> **TASK DIRECTIONS**
Below are the data; count the lines with the string "given" in them and give that number only.

> **DATASET RECORDS**
BEGIN

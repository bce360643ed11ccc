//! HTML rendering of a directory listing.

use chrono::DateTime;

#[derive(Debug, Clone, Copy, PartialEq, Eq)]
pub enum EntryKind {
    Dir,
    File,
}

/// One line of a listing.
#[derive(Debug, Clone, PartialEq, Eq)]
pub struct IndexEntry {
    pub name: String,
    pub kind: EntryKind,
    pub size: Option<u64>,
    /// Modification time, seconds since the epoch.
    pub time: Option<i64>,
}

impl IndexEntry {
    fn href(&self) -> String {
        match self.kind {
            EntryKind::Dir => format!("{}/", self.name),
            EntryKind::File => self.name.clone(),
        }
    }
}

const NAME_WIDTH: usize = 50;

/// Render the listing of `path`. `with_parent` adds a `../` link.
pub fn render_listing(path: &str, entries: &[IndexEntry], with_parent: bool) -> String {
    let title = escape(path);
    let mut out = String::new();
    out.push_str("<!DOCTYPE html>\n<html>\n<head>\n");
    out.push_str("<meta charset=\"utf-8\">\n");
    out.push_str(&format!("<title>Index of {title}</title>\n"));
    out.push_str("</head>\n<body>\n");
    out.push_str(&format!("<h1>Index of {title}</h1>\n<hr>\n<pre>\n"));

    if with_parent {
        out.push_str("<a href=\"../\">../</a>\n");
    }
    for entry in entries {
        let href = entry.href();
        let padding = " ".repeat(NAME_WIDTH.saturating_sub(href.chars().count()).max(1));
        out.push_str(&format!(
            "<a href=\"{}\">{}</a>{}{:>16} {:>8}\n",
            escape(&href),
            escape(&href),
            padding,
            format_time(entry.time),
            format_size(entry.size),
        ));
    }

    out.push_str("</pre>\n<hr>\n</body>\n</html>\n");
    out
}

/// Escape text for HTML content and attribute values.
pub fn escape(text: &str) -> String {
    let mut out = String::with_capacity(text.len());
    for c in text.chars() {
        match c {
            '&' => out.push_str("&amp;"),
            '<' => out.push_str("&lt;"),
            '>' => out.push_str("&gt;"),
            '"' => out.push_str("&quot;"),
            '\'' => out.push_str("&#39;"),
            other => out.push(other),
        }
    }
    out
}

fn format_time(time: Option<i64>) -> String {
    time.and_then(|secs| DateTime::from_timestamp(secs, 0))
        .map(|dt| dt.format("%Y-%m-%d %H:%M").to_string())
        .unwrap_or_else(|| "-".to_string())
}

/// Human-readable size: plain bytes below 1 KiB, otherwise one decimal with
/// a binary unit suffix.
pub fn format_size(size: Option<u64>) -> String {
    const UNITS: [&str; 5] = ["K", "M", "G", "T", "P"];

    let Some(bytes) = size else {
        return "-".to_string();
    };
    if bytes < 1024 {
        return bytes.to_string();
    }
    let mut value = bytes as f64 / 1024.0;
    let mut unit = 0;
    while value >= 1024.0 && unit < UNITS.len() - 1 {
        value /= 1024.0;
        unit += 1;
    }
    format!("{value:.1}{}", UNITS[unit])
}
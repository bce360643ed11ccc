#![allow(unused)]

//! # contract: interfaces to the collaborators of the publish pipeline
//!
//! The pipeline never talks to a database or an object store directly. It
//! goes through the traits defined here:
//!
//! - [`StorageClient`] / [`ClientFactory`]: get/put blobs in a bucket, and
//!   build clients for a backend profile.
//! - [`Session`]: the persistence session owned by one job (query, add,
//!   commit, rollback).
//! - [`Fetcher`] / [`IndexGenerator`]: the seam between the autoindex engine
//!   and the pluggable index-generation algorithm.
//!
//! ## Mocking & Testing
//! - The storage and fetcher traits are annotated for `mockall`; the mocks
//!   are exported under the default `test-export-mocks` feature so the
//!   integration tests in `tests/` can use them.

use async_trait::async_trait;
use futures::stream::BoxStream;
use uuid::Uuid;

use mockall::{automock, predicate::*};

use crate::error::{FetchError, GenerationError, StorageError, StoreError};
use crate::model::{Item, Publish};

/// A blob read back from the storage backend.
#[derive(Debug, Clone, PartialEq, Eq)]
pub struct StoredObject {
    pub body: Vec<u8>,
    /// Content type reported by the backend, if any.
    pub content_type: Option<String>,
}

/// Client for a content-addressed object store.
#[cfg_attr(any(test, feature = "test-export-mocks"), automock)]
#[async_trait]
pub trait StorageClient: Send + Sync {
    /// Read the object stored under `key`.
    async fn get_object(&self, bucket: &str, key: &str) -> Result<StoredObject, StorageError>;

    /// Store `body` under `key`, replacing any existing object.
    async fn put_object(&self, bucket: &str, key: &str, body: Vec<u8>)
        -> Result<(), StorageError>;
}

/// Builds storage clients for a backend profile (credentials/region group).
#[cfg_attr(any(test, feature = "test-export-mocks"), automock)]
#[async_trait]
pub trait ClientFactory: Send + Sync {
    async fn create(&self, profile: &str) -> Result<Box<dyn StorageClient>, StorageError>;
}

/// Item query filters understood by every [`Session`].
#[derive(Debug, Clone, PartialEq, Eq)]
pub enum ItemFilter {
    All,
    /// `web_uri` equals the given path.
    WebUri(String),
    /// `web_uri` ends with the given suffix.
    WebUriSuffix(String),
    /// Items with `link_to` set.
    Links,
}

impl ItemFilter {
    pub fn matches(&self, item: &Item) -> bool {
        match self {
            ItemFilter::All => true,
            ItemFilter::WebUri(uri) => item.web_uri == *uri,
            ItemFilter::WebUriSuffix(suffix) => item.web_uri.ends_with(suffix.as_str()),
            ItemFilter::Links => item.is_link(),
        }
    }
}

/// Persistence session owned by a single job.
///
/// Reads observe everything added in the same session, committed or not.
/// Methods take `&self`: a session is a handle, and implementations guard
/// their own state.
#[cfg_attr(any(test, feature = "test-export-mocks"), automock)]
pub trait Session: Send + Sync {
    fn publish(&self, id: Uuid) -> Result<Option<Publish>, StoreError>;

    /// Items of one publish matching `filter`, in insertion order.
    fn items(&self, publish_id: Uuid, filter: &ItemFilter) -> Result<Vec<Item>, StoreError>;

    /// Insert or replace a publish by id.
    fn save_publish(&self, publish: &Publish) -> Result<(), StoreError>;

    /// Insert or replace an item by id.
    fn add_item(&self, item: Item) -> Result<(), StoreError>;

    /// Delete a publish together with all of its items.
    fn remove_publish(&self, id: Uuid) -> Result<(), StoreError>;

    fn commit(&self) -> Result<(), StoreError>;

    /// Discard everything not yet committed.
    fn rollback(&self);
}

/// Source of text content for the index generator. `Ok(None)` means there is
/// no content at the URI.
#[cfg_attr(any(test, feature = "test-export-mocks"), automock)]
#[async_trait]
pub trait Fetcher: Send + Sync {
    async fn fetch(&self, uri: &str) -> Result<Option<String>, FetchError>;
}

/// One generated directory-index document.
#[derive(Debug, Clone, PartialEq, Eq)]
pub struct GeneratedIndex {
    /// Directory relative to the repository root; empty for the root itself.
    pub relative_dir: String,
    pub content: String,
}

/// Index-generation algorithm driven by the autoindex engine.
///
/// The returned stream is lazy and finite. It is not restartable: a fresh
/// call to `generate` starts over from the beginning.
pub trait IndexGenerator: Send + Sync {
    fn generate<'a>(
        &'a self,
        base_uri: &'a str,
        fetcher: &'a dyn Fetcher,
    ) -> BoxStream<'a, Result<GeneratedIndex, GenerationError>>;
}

END
BEGIN

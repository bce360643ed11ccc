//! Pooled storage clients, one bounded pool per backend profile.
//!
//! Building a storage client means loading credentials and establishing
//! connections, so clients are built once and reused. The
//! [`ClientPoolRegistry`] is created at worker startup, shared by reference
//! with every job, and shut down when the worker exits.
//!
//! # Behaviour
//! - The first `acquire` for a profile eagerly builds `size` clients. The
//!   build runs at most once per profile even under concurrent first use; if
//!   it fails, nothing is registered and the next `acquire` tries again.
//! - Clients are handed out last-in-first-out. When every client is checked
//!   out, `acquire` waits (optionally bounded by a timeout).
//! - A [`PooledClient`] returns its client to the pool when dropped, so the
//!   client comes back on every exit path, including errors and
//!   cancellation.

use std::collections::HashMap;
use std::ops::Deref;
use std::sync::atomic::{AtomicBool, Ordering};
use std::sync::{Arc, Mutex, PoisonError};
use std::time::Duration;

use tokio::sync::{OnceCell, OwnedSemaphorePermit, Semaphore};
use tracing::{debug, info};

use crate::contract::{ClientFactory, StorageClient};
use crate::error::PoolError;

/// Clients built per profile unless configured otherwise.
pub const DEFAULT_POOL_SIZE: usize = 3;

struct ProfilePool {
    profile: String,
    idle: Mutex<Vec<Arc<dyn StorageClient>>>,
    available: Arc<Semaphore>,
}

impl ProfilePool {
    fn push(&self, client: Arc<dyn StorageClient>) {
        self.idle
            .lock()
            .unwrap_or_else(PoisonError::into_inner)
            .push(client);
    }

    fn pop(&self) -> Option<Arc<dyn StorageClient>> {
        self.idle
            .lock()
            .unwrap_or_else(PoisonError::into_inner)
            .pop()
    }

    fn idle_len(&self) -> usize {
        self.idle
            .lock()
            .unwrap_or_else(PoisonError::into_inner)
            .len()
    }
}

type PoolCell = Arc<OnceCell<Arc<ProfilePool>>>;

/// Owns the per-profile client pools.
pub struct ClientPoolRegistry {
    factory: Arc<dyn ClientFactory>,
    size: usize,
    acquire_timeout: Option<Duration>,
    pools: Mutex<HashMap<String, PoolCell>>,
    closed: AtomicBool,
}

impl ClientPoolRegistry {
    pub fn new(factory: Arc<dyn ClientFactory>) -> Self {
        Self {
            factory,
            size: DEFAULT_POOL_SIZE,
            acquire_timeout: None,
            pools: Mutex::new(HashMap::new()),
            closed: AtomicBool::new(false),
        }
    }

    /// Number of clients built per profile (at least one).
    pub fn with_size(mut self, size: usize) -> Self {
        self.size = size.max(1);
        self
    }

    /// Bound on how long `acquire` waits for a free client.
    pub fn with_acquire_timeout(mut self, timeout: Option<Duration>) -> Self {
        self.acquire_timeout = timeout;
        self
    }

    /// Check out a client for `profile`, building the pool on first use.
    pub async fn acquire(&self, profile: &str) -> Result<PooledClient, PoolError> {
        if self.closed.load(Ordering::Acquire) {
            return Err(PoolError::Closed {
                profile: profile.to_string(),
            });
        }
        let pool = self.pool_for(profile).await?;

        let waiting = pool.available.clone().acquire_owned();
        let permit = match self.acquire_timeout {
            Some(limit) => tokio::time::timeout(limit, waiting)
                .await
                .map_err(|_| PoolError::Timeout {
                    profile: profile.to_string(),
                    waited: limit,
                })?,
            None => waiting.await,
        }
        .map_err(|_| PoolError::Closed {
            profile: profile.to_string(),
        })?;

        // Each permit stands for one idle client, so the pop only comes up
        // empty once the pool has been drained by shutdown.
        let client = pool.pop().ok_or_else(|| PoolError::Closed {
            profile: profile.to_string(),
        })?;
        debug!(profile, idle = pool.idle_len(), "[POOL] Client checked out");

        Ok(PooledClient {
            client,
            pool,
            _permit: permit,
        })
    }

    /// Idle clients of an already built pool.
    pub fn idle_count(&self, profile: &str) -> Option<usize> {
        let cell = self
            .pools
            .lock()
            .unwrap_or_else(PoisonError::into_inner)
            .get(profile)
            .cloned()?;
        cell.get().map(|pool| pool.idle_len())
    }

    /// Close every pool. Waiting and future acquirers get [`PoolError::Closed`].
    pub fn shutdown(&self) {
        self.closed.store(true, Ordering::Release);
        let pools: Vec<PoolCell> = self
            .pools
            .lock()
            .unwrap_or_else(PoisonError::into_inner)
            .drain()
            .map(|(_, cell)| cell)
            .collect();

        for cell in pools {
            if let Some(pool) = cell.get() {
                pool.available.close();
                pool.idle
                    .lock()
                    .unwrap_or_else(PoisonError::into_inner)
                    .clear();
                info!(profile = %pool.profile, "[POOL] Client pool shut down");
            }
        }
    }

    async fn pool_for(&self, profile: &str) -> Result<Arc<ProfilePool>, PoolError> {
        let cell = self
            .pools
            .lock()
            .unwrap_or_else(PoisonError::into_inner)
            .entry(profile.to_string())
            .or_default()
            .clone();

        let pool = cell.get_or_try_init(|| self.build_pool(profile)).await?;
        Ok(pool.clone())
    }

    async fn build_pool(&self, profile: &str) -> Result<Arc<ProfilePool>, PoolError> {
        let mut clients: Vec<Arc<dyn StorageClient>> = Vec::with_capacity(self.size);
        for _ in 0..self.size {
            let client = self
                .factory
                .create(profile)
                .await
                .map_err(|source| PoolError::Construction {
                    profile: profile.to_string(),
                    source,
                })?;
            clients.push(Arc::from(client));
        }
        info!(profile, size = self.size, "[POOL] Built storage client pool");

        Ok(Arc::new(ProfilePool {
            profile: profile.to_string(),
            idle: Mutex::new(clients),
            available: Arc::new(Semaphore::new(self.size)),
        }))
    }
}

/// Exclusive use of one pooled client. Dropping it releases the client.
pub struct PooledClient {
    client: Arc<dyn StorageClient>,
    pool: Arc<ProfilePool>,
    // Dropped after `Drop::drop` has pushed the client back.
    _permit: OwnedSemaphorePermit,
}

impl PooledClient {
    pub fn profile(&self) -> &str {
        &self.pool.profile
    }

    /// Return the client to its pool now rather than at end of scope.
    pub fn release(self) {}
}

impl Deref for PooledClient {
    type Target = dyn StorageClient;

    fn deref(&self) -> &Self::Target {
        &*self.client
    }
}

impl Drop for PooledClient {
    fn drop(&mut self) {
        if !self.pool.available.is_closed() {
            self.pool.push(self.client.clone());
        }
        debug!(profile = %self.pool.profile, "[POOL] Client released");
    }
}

END

> **EXERCISE RESPONSE**
2